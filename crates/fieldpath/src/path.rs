use crate::Element;
use peg::str::LineCol;
use serde_json::Value;
use std::{
    fmt::{self, Display},
    ops::Deref,
    str::FromStr,
};

#[derive(Debug, PartialEq, Clone)]
pub struct PathBuf(pub Vec<Element>);
pub type Path = [Element];

impl From<&Path> for PathBuf {
    fn from(p: &Path) -> Self {
        PathBuf(p.into())
    }
}

impl PathBuf {
    /// Convert json pointer (as found in json-patch operations) to path
    ///
    /// Pointer segments are ambiguous, `/0` may be either index or object key,
    /// so they are resolved against `document`: segment is an index only where
    /// `document` has an array. Past the end of `document`, segments are fields.
    pub fn from_rfc6901(pointer: &str, document: &Value) -> Self {
        let mut out = Vec::new();
        let mut current = Some(document);
        for part in pointer.split('/').skip(1) {
            let part = part.replace("~1", "/").replace("~0", "~");
            match (current, part.parse::<usize>()) {
                (Some(Value::Array(items)), Ok(idx)) => {
                    current = items.get(idx);
                    out.push(Element::Index(idx));
                }
                _ => {
                    current = current.and_then(|v| v.get(part.as_str()));
                    out.push(Element::Field(part));
                }
            }
        }
        Self(out)
    }
}

impl Display for PathBuf {
    fn fmt(&self, f: &mut fmt::Formatter<'_>) -> fmt::Result {
        for part in self.0.iter() {
            write!(f, "{}", part)?;
        }
        Ok(())
    }
}
impl Deref for PathBuf {
    type Target = [Element];

    fn deref(&self) -> &Self::Target {
        &self.0
    }
}

impl FromStr for PathBuf {
    type Err = peg::error::ParseError<LineCol>;

    fn from_str(s: &str) -> std::result::Result<Self, Self::Err> {
        crate::parse(s)
    }
}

Exercise details: Scan the lines above for "type", then copy every one that has it.

Response to the exercise:
pub type Path = [Element];
    type Target = [Element];
    type Err = peg::error::ParseError<LineCol>;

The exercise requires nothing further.